Since the hoses are new I think we can rule out sea water mineral buildup in them. A blocked or partially blocked holding tank vent is the most likely culprit. That would pressurize the tank enough to create enough back pressure to cause the toilet to bubble and "burp" when flushed.

There could be some mineral buildup in the toilet plumbing, but it's definitely NOT necessary to take the toilet apart to clean it. Muriatic acid--available from any hardware store--will dissolve mineral buildup (read and FOLLOW all directions for safe handling!!!)...a weekly cup of distilled white vinegar (available from supermarkets) will prevent it. Cut off the flushwater intake to add it. Follow with clean FRESH water after 45-60 minutes.

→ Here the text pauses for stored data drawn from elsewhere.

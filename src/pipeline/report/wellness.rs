use std::collections::BTreeMap;

use chrono::{Duration, NaiveDate};

use crate::pipeline::report::{mean, DEFAULT_TREND_DAYS};
use crate::pipeline::risk::{band_muscle_pain, band_sleep, band_urine, band_wellness, BandingConfig};
use crate::types::report::{
    DailyVariable, TrendPoint, TrendVariable, WellnessAlert, WellnessDaily, WellnessEntry,
    WellnessTrend,
};
use crate::types::wellness::{WellnessMetric, WellnessRecord};

pub const ALL_PLAYERS: &str = "All";

pub fn wellness_dates(records: &[WellnessRecord]) -> Vec<NaiveDate> {
    let mut dates: Vec<NaiveDate> = records.iter().map(|r| r.date).collect();
    dates.sort_by(|a, b| b.cmp(a));
    dates.dedup();
    dates
}

pub fn wellness_players(records: &[WellnessRecord]) -> Vec<String> {
    let mut names: Vec<String> = records
        .iter()
        .filter(|r| !r.name.is_empty())
        .map(|r| r.name.clone())
        .collect();
    names.sort();
    names.dedup();
    names
}

pub fn wellness_daily(
    records: &[WellnessRecord],
    date: Option<NaiveDate>,
    banding: &BandingConfig,
) -> WellnessDaily {
    let date = date.or_else(|| records.iter().map(|r| r.date).max());
    let rows: Vec<&WellnessRecord> = match date {
        Some(d) => records.iter().filter(|r| r.date == d).collect(),
        None => Vec::new(),
    };

    if rows.is_empty() {
        return WellnessDaily {
            date,
            warning: Some("No data available for the selected date.".to_string()),
            variables: Vec::new(),
            urine_alerts: Vec::new(),
            muscle_pain: Vec::new(),
            short_sleep: Vec::new(),
        };
    }

    let variables = WellnessMetric::ALL
        .iter()
        .map(|metric| DailyVariable {
            metric: *metric,
            label: metric.header(),
            scale_max: metric.scale_max(),
            entries: rows
                .iter()
                .map(|r| {
                    let value = r.metric(*metric).value();
                    WellnessEntry {
                        name: r.name.clone(),
                        value,
                        band: band_wellness(*metric, value, banding),
                    }
                })
                .collect(),
        })
        .collect();

    WellnessDaily {
        date,
        warning: None,
        variables,
        urine_alerts: urine_alerts(&rows),
        muscle_pain: muscle_pain(&rows),
        short_sleep: short_sleep(&rows),
    }
}

pub fn wellness_trend(
    records: &[WellnessRecord],
    player: Option<&str>,
    start: Option<NaiveDate>,
    end: Option<NaiveDate>,
) -> WellnessTrend {
    let player = player
        .map(str::trim)
        .filter(|p| !p.is_empty() && *p != ALL_PLAYERS);
    let label = player.unwrap_or(ALL_PLAYERS).to_string();

    let range = match (start, end) {
        (Some(s), Some(e)) => Some((s, e)),
        (None, None) => records
            .iter()
            .map(|r| r.date)
            .max()
            .map(|last| (last - Duration::days(DEFAULT_TREND_DAYS), last)),
        _ => None,
    };

    let empty = |start: Option<NaiveDate>, end: Option<NaiveDate>, warning: &str| WellnessTrend {
        player: label.clone(),
        start,
        end,
        warning: Some(warning.to_string()),
        variables: Vec::new(),
        muscle_pain: Vec::new(),
        urine_alerts: Vec::new(),
        short_sleep: Vec::new(),
    };

    let Some((start, end)) = range else {
        let warning = if records.is_empty() {
            "No data available for this filter."
        } else {
            "Please select a valid date range."
        };
        return empty(start, end, warning);
    };

    let mut rows: Vec<&WellnessRecord> = records
        .iter()
        .filter(|r| r.date >= start && r.date <= end)
        .filter(|r| player.map_or(true, |p| r.name == p))
        .collect();
    if rows.is_empty() {
        return empty(Some(start), Some(end), "No data available for this filter.");
    }
    rows.sort_by_key(|r| r.timestamp);

    let variables = WellnessMetric::ALL
        .iter()
        .map(|metric| TrendVariable {
            metric: *metric,
            label: metric.header(),
            scale_max: metric.scale_max(),
            points: match player {
                Some(_) => rows
                    .iter()
                    .map(|r| TrendPoint {
                        date: r.date,
                        value: r.metric(*metric).value(),
                    })
                    .collect(),
                None => daily_means(&rows, *metric),
            },
        })
        .collect();

    WellnessTrend {
        player: label.clone(),
        start: Some(start),
        end: Some(end),
        warning: None,
        variables,
        muscle_pain: muscle_pain(&rows),
        urine_alerts: urine_alerts(&rows),
        short_sleep: short_sleep(&rows),
    }
}

fn daily_means(rows: &[&WellnessRecord], metric: WellnessMetric) -> Vec<TrendPoint> {
    let mut by_day: BTreeMap<NaiveDate, Vec<f64>> = BTreeMap::new();
    for row in rows {
        let values = by_day.entry(row.date).or_default();
        if let Some(v) = row.metric(metric).value() {
            values.push(v);
        }
    }

    by_day
        .into_iter()
        .map(|(date, values)| TrendPoint {
            date,
            value: mean(values),
        })
        .collect()
}

fn urine_alerts(rows: &[&WellnessRecord]) -> Vec<WellnessAlert> {
    rows.iter()
        .filter(|r| band_urine(r.urine_color.as_deref()).is_alert())
        .map(|r| alert(r, r.urine_color.as_deref()))
        .collect()
}

fn muscle_pain(rows: &[&WellnessRecord]) -> Vec<WellnessAlert> {
    rows.iter()
        .filter(|r| band_muscle_pain(r.muscle_pain_location.as_deref()).is_alert())
        .map(|r| alert(r, r.muscle_pain_location.as_deref()))
        .collect()
}

fn short_sleep(rows: &[&WellnessRecord]) -> Vec<WellnessAlert> {
    rows.iter()
        .filter(|r| band_sleep(r.sleep_hours.as_deref()).is_alert())
        .map(|r| alert(r, r.sleep_hours.as_deref()))
        .collect()
}

fn alert(record: &WellnessRecord, value: Option<&str>) -> WellnessAlert {
    WellnessAlert {
        date: record.date,
        name: record.name.clone(),
        value: value.unwrap_or_default().to_string(),
    }
}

Even though the muriatic acid isn't needed in new hoses, it won't hurt them to run it through them 'cuz that will send it through the hard PVC pipe where it may BE needed.


I also recommend that you flush a quart of clean FRESH water daily to clean out the toilet and piping behind flushes.



--Peggie
 
Last edited:
Greetings,
I'm surprised no one has mentioned this yet...


iu

The only place you can still get gas for less than $2....
 
Since the hoses are new I think we can rule out sea water mineral buildup in them. A blocked or partially blocked holding tank vent is the most likely culprit. That would pressurize the tank enough to create enough back pressure to cause the toilet to bubble and "burp" when flushed.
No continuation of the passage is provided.